When you next open Facebook take a quick peek at the “More” menu. You might notice that something called “Moves” is featured. Moves is an activity-tracking app that Facebook acquired In 2014. This June, the app was quietly released into the wild. Facebook wants to know when you’re active, and they’re not the only company that’s interested.
I joke sometimes with my running friends that we don’t take our watches on runs; our watches take us on runs. People who run are obsessed with statistics, and watches and other wearables for runners are becoming almost a must-have. Even weekend warriors want to know everything: pace, cadence, distance, vertical oscillation, VO2 max, etc.
Historically, runners have been some of the earliest adopters of wearable technology. We put pods in our shoes and strap bands around our chests to try to get the edge on our competition. The running industry has also seen phenomenal growth over the past several decades. Race finishers in the United States increased 300% between 1990 and 2013. The rapidly growing community means that more people are wearing running watches, ipso facto, more people are experimenting with wearable technology.
I used to work at a small running store in San Francisco. Many of the customers were fairly new to the sport of running. An avid runner myself, I relished the opportunity to get people out and exercising. One day a gentleman approached me to get my opinion on two versions of the same running watch. The first version featured a wrist-based heart rate monitor, and the other, simpler version didn’t have heart rate monitoring. He had recently started running and didn’t know if the heart rate monitor was necessary.
The advice I gave him was this: you probably don’t NEED the wrist-based heart rate monitor, but it might be fun to track various stats. He decided to spend a little more and left the store eager to take his new toy for a test run.
A couple of weeks later, the same man stopped by again. I asked him what he thought of the watch. He replied that on his inaugural run with the device he noticed that his heart rate was a little higher than it probably should have been. He decided to err on the safe side and visit his doctor. After various tests, he discovered he had an arrhythmia and the doctor recommended he ease off running and begin taking medication.
“You might’ve saved my life,” he said. We both laughed nervously.
A few months later I was helping a tall, soft-spoken gentleman with some running shoes at the same store. He was an unassuming, friendly guy pushing his baby around in a stroller and enjoying the crisp San Francisco afternoon. As he reached down to tie one of the shoes he was trying on I noticed a beautiful gold-plated smartwatch on his wrist. Before he was able to hide it in the sleeve of his jacket I asked, “Hey, which smartwatch is that?”

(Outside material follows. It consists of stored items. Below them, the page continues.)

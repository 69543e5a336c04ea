//! Writing side of the framed channel.

use std::io;

use tokio::io::{AsyncWrite, AsyncWriteExt};

use crate::{LEN_TYPE_SIZE, LenType, Serialize};

/// Writes length-prefixed frames to an async writer.
pub struct OnoSender<W>
where
    W: AsyncWrite + Unpin,
{
    tx: W,
    frame: Vec<u8>,
}

impl<W: AsyncWrite + Unpin> OnoSender<W> {
    pub(super) fn new(tx: W) -> Self {
        Self {
            tx,
            frame: Vec::new(),
        }
    }

    /// Encodes `msg` into a single frame and flushes it.
    ///
    /// # Arguments
    /// * `msg` - The message to send.
    ///
    /// # Returns
    /// An io error if `msg` can't be encoded or the writer fails.
    pub async fn send<T: Serialize>(&mut self, msg: &T) -> io::Result<()> {
        self.frame.clear();
        self.frame.resize(LEN_TYPE_SIZE, 0);
        msg.serialize(&mut self.frame)?;

        let body_len = (self.frame.len() - LEN_TYPE_SIZE) as LenType;
        self.frame[..LEN_TYPE_SIZE].copy_from_slice(&body_len.to_be_bytes());

        self.tx.write_all(&self.frame).await?;
        self.tx.flush().await
    }
}
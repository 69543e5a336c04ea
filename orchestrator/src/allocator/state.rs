use std::collections::HashMap;

use serde::Serialize;

/// Lifecycle of a node. A dead node is removed from the table.
#[derive(Debug, Clone, Copy, PartialEq, Eq, Serialize)]
#[serde(rename_all = "snake_case")]
pub enum NodeState {
    /// Minted, its backing process may not be answering yet.
    Provisioning,
    /// Answered a liveness probe.
    Alive,
}

/// A snapshot of one node of the table.
#[derive(Debug, Clone, PartialEq, Eq, Serialize)]
pub struct NodeStatus {
    pub id: String,
    pub state: NodeState,
    /// The assigned clients in join order.
    pub clients: Vec<String>,
    /// Slots held by allocations still probing the node.
    pub reserved: usize,
}

#[derive(Debug)]
pub(super) struct NodeRecord {
    seq: u64,
    state: NodeState,
    clients: Vec<String>,
    reserved: usize,
}

impl NodeRecord {
    fn occupancy(&self) -> usize {
        self.clients.len() + self.reserved
    }

    pub fn clients(&self) -> &[String] {
        &self.clients
    }
}

/// Where `place` put a client.
#[derive(Debug, PartialEq, Eq)]
pub(super) enum Placement {
    /// The client already has a node.
    Assigned(String),
    /// A slot was reserved on the current node.
    Reserved(String),
    /// A new node was registered with a slot reserved for the client.
    Minted(String),
}

/// The outcome of turning a reservation into a membership.
#[derive(Debug, PartialEq, Eq)]
pub(super) enum Commit {
    Joined,
    /// A concurrent allocation of the same client won, the reservation was released.
    Already(String),
    /// The node was evicted in the meantime.
    Gone,
}

/// The bookkeeping of the allocator, only ever touched under its lock.
#[derive(Debug, Default)]
pub(super) struct AllocatorState {
    clients: HashMap<String, String>,
    nodes: HashMap<String, NodeRecord>,
    current: Option<String>,
    last_seq: u64,
}

impl AllocatorState {
    pub fn assigned(&self, client: &str) -> Option<&str> {
        self.clients.get(client).map(String::as_str)
    }

    /// Reserves a slot for `client` on the current node, minting a new one if there is
    /// no current node or it is full.
    pub fn place(&mut self, client: &str, capacity: usize) -> Placement {
        if let Some(node) = self.clients.get(client) {
            return Placement::Assigned(node.clone());
        }

        if let Some(id) = &self.current {
            if let Some(node) = self.nodes.get_mut(id) {
                if node.occupancy() < capacity {
                    node.reserved += 1;
                    return Placement::Reserved(id.clone());
                }
            }
        }

        self.last_seq += 1;
        let id = format!("node-{}", self.last_seq);

        self.nodes.insert(
            id.clone(),
            NodeRecord {
                seq: self.last_seq,
                state: NodeState::Provisioning,
                clients: Vec::new(),
                reserved: 1,
            },
        );
        self.current = Some(id.clone());

        Placement::Minted(id)
    }

    /// Turns the reservation of `client` on `node` into a membership and marks the node alive.
    pub fn commit(&mut self, client: &str, node: &str) -> Commit {
        let Some(record) = self.nodes.get_mut(node) else {
            return Commit::Gone;
        };

        record.reserved = record.reserved.saturating_sub(1);
        record.state = NodeState::Alive;

        if let Some(existing) = self.clients.get(client) {
            return Commit::Already(existing.clone());
        }

        record.clients.push(client.to_string());
        self.clients.insert(client.to_string(), node.to_string());
        Commit::Joined
    }

    /// Gives back a slot reserved on `node` by an allocation that never committed.
    pub fn release(&mut self, node: &str) {
        if let Some(record) = self.nodes.get_mut(node) {
            record.reserved = record.reserved.saturating_sub(1);
        }
    }

    /// Marks a node that answered a health check as alive.
    pub fn promote(&mut self, node: &str) {
        if let Some(record) = self.nodes.get_mut(node) {
            record.state = NodeState::Alive;
        }
    }

    /// Removes `node` and releases every client mapped to it.
    ///
    /// # Returns
    /// The removed record, or `None` if the node wasn't registered.
    pub fn evict(&mut self, node: &str) -> Option<NodeRecord> {
        let record = self.nodes.remove(node)?;

        for client in &record.clients {
            self.clients.remove(client);
        }

        if self.current.as_deref() == Some(node) {
            self.current = None;
        }

        Some(record)
    }

    /// Returns the nodes the health check should probe, oldest first.
    ///
    /// Alive nodes are always checked. A provisioning node is only checked once no
    /// allocation is waiting on it, as the allocations that reserved it were abandoned.
    pub fn unattended_nodes(&self) -> Vec<String> {
        let mut nodes: Vec<_> = self
            .nodes
            .iter()
            .filter(|(_, record)| record.state == NodeState::Alive || record.reserved == 0)
            .map(|(id, record)| (record.seq, id.clone()))
            .collect();

        nodes.sort_unstable();
        nodes.into_iter().map(|(_, id)| id).collect()
    }

    /// Returns the node table ordered by node age.
    pub fn status(&self) -> Vec<NodeStatus> {
        let mut nodes: Vec<_> = self.nodes.iter().collect();
        nodes.sort_unstable_by_key(|(_, record)| record.seq);

        nodes
            .into_iter()
            .map(|(id, record)| NodeStatus {
                id: id.clone(),
                state: record.state,
                clients: record.clients.clone(),
                reserved: record.reserved,
            })
            .collect()
    }

    /// Empties the table, returning every node that was registered, oldest first.
    pub fn drain(&mut self) -> Vec<String> {
        let nodes = self.status().into_iter().map(|node| node.id).collect();

        self.clients.clear();
        self.nodes.clear();
        self.current = None;
        nodes
    }
}
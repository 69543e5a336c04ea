use comms::Parameters;
use log::debug;

use super::{Client, ClientResult};
use crate::{EvaluateRes, FitRes, round_log::RoundLog, strategy::LatestAggregate};

/// Presents an edge node's last aggregate to the tier above as a single client.
///
/// Every call is a read of the edge strategy's state, this tier never trains nor evaluates.
pub struct ProxyClient {
    name: String,
    latest: LatestAggregate,
    log: RoundLog,
}

impl ProxyClient {
    /// Creates a new `ProxyClient`.
    ///
    /// # Arguments
    /// * `name` - The edge node's name.
    /// * `latest` - Read handle to the edge strategy's most recent aggregate.
    /// * `log` - The edge node's round log.
    pub fn new(name: impl Into<String>, latest: LatestAggregate, log: RoundLog) -> Self {
        Self {
            name: name.into(),
            latest,
            log,
        }
    }

    /// The last aggregate's parameters and sample count, or an empty vector before any round.
    fn snapshot(&self) -> (Parameters, u64) {
        match self.latest.get() {
            Some(aggregate) => (aggregate.params().clone(), aggregate.samples()),
            None => (Vec::new(), 0),
        }
    }
}

#[async_trait::async_trait]
impl Client for ProxyClient {
    fn id(&self) -> &str {
        &self.name
    }

    async fn get_parameters(&mut self) -> ClientResult<Parameters> {
        self.log
            .client_call("get_parameters called on the edge server.")?;

        let (params, _) = self.snapshot();
        Ok(params)
    }

    async fn fit(&mut self, round: u64, _params: Parameters) -> ClientResult<FitRes> {
        self.log.client_call(&format!(
            "fit called on the edge server for round {round}. \
             Parameters are just loaded, no training performed."
        ))?;

        let (params, samples) = self.snapshot();
        debug!("answering fit with {} arrays, {samples} samples", params.len());
        Ok(FitRes { params, samples })
    }

    async fn evaluate(
        &mut self,
        round: u64,
        _params: Parameters,
    ) -> ClientResult<Option<EvaluateRes>> {
        self.log.client_call(&format!(
            "evaluate called on the edge server for round {round}. \
             Evaluation is not performed on the edge server."
        ))?;

        Ok(None)
    }
}
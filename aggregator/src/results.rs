use std::fmt;

use comms::Parameters;

/// A client's contribution to a fit round.
#[derive(Debug, Clone, PartialEq)]
pub struct FitRes {
    pub params: Parameters,
    pub samples: u64,
}

/// A client's contribution to an evaluation round.
#[derive(Debug, Clone, Copy, PartialEq)]
pub struct EvaluateRes {
    pub loss: f32,
    pub samples: u64,
}

/// A client that failed to contribute to a round.
#[derive(Debug, Clone, PartialEq)]
pub struct Failure {
    pub client: String,
    pub reason: String,
}

impl fmt::Display for Failure {
    fn fmt(&self, f: &mut fmt::Formatter<'_>) -> fmt::Result {
        write!(f, "{}: {}", self.client, self.reason)
    }
}
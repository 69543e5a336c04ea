use std::{error::Error, fmt, io, path::PathBuf, time::Duration};

/// The orchestrator module's result type.
pub type Result<T> = std::result::Result<T, AllocError>;

/// Failures of an allocation request.
#[derive(Debug)]
pub enum AllocError {
    /// The backing process of a new node couldn't be started.
    Provision { node: String, source: ProvisionErr },
    /// The target node didn't answer within the probe budget and was evicted.
    Unavailable { node: String },
    /// The deployment is misconfigured.
    Config(String),
}

impl AllocError {
    /// Whether the caller may retry the same request and expect a different outcome.
    pub fn is_retryable(&self) -> bool {
        matches!(self, Self::Unavailable { .. })
    }
}

impl fmt::Display for AllocError {
    fn fmt(&self, f: &mut fmt::Formatter<'_>) -> fmt::Result {
        match self {
            Self::Provision { node, source } => write!(f, "cannot provision {node}: {source}"),
            Self::Unavailable { node } => {
                write!(f, "edge server {node} is unreachable, retry the allocation")
            }
            Self::Config(msg) => write!(f, "invalid config: {msg}"),
        }
    }
}

impl Error for AllocError {
    fn source(&self) -> Option<&(dyn Error + 'static)> {
        match self {
            Self::Provision { source, .. } => Some(source),
            _ => None,
        }
    }
}

impl From<AllocError> for io::Error {
    fn from(value: AllocError) -> Self {
        let kind = match value {
            AllocError::Unavailable { .. } => io::ErrorKind::ConnectionRefused,
            AllocError::Config(_) => io::ErrorKind::InvalidInput,
            AllocError::Provision { .. } => io::ErrorKind::Other,
        };

        io::Error::new(kind, value)
    }
}

/// Failures of the start / stop primitives of a node's backing process.
#[derive(Debug)]
pub enum ProvisionErr {
    MissingScript(PathBuf),
    Spawn { script: PathBuf, source: io::Error },
    /// The script exited with a non-zero status.
    Failed {
        script: PathBuf,
        status: Option<i32>,
        stderr: String,
    },
    Timeout { script: PathBuf, after: Duration },
}

impl fmt::Display for ProvisionErr {
    fn fmt(&self, f: &mut fmt::Formatter<'_>) -> fmt::Result {
        match self {
            Self::MissingScript(script) => write!(f, "script {} does not exist", script.display()),
            Self::Spawn { script, source } => {
                write!(f, "cannot run {}: {source}", script.display())
            }
            Self::Failed {
                script,
                status,
                stderr,
            } => {
                let status = match status {
                    Some(code) => code.to_string(),
                    None => "signal".to_string(),
                };

                write!(
                    f,
                    "{} exited with {status}: {}",
                    script.display(),
                    stderr.trim()
                )
            }
            Self::Timeout { script, after } => {
                write!(f, "{} timed out after {after:?}", script.display())
            }
        }
    }
}

impl Error for ProvisionErr {
    fn source(&self) -> Option<&(dyn Error + 'static)> {
        match self {
            Self::Spawn { source, .. } => Some(source),
            _ => None,
        }
    }
}
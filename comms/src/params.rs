//! The parameter vector exchanged between tiers: an ordered list of numeric arrays.

use ndarray::ArrayD;

/// An ordered list of numeric arrays, one per model tensor.
pub type Parameters = Vec<ArrayD<f32>>;

/// Returns the shape signature of a parameter vector.
///
/// # Arguments
/// * `params` - The parameter vector.
///
/// # Returns
/// The shape of every array, in order.
pub fn shapes(params: &[ArrayD<f32>]) -> Vec<Vec<usize>> {
    params.iter().map(|arr| arr.shape().to_vec()).collect()
}

/// Returns the total amount of scalars held by a parameter vector.
pub fn num_elements(params: &[ArrayD<f32>]) -> usize {
    params.iter().map(ArrayD::len).sum()
}
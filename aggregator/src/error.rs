use std::{error::Error, fmt, io, path::PathBuf};

/// The aggregator module's result type.
pub type Result<T> = std::result::Result<T, AggregationErr>;

/// Failures of the round protocol on one node scope.
#[derive(Debug)]
pub enum AggregationErr {
    /// A contribution's shape signature differs from the first contribution of the round.
    ShapeMismatch {
        round: u64,
        contribution: usize,
        expected: Vec<Vec<usize>>,
        got: Vec<Vec<usize>>,
    },
    /// Rounds must be strictly increasing per node scope.
    StaleRound { round: u64, last: u64 },
    /// Fewer clients connected than the round configuration requires.
    NotEnoughClients { available: usize, required: usize },
    /// No parameters to start the first round from.
    InitialParameters(ClientErr),
    /// A checkpoint couldn't be written or read back.
    Checkpoint { path: PathBuf, detail: String },
    Io(io::Error),
}

impl fmt::Display for AggregationErr {
    fn fmt(&self, f: &mut fmt::Formatter<'_>) -> fmt::Result {
        match self {
            Self::ShapeMismatch {
                round,
                contribution,
                expected,
                got,
            } => write!(
                f,
                "shape mismatch in round {round}, contribution {contribution}: \
                 expected {expected:?}, got {got:?}"
            ),
            Self::StaleRound { round, last } => {
                write!(f, "round {round} is not newer than the last round {last}")
            }
            Self::NotEnoughClients {
                available,
                required,
            } => write!(
                f,
                "not enough clients: {available} available, {required} required"
            ),
            Self::InitialParameters(e) => write!(f, "cannot fetch initial parameters: {e}"),
            Self::Checkpoint { path, detail } => {
                write!(f, "checkpoint {}: {detail}", path.display())
            }
            Self::Io(e) => write!(f, "io error: {e}"),
        }
    }
}

impl Error for AggregationErr {
    fn source(&self) -> Option<&(dyn Error + 'static)> {
        match self {
            Self::InitialParameters(e) => Some(e),
            Self::Io(e) => Some(e),
            _ => None,
        }
    }
}

impl From<io::Error> for AggregationErr {
    fn from(value: io::Error) -> Self {
        Self::Io(value)
    }
}

/// Boundary conversion for binaries / I/O APIs.
impl From<AggregationErr> for io::Error {
    fn from(value: AggregationErr) -> Self {
        match value {
            AggregationErr::Io(e) => e,
            other => io::Error::new(io::ErrorKind::InvalidData, other),
        }
    }
}

/// Failures of a single client call.
#[derive(Debug)]
pub enum ClientErr {
    Io(io::Error),
    /// The client answered with an error message.
    Remote(String),
    UnexpectedMessage {
        expected: &'static str,
        got: &'static str,
    },
}

impl fmt::Display for ClientErr {
    fn fmt(&self, f: &mut fmt::Formatter<'_>) -> fmt::Result {
        match self {
            Self::Io(e) => write!(f, "io error: {e}"),
            Self::Remote(detail) => write!(f, "client reported: {detail}"),
            Self::UnexpectedMessage { expected, got } => {
                write!(f, "unexpected message: expected {expected}, got {got}")
            }
        }
    }
}

impl Error for ClientErr {
    fn source(&self) -> Option<&(dyn Error + 'static)> {
        match self {
            Self::Io(e) => Some(e),
            _ => None,
        }
    }
}

impl From<io::Error> for ClientErr {
    fn from(value: io::Error) -> Self {
        Self::Io(value)
    }
}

The gentlemen turned out to be none other than Alan Dye, Apple’s Vice President of User Interface Design (and apparent runner). He was wearing a not-yet-released Apple Watch, and he gave me a quick demo, probably against his better judgment. The one thing that stands out in my memory was his excitement about the health tracking capabilities of the smartwatch. He went on and on about how much he thought that was being overlooked by the general public, and spoke about its ability to change the way we keep track of our health. At the time, of course, I was more interested in the cool hardware itself.
The technology found in watches from companies like Fitbit, Apple and Garmin has, at times, left much to be desired, but the potential these products have to change the way consumers experience healthcare is nearly infinite. These devices, despite being still in their infancy, already have the ability to monitor much of our daily lives. We track our sleep, the calories we burn, the places we visit, the flights of steps we climb, even the number of minutes we spend standing versus sitting– all with the help of a phone in our pocket.
There is incredible opportunity when we can really aggregate this ever-increasing number of data points, not only for general health but also for business. And companies are jumping on the bandwagon. Apple is playing enabler with HealthKit: a simple way for app developers to create apps that can share health data. There’s third-party support from apps like Beddit Sleep Tracker to track your sleep, Map My Run to track runs, even apps that monitor calorie consumption, your sex life and your golfing habits.
The main difference between five years ago and today is that activity is being monitored more constantly than ever before. The most puritan member of the running watch community, Garmin, recently enabled all of its watches to double as activity trackers, bowing to the success of Fitbit and the Apple Watch. Runners don’t particularly care how many steps they take during a day when they’re burning thousands of calories running, but that kind of data harvesting is too valuable now for Garmin to pass up.
The growing acceptance of this kind of technology as the norm will force a revolution in the healthcare industry. Imagine a world where doctors can evaluate and cross-reference statistics and records about the patient sitting in front of them with a database of millions of people all over the world. The National Institutes of Health says that one of the key objectives of its national “Precision Medicine Initiative” is to test whether mobile devices can encourage good health. The results will surely help improve lives and perhaps even save them.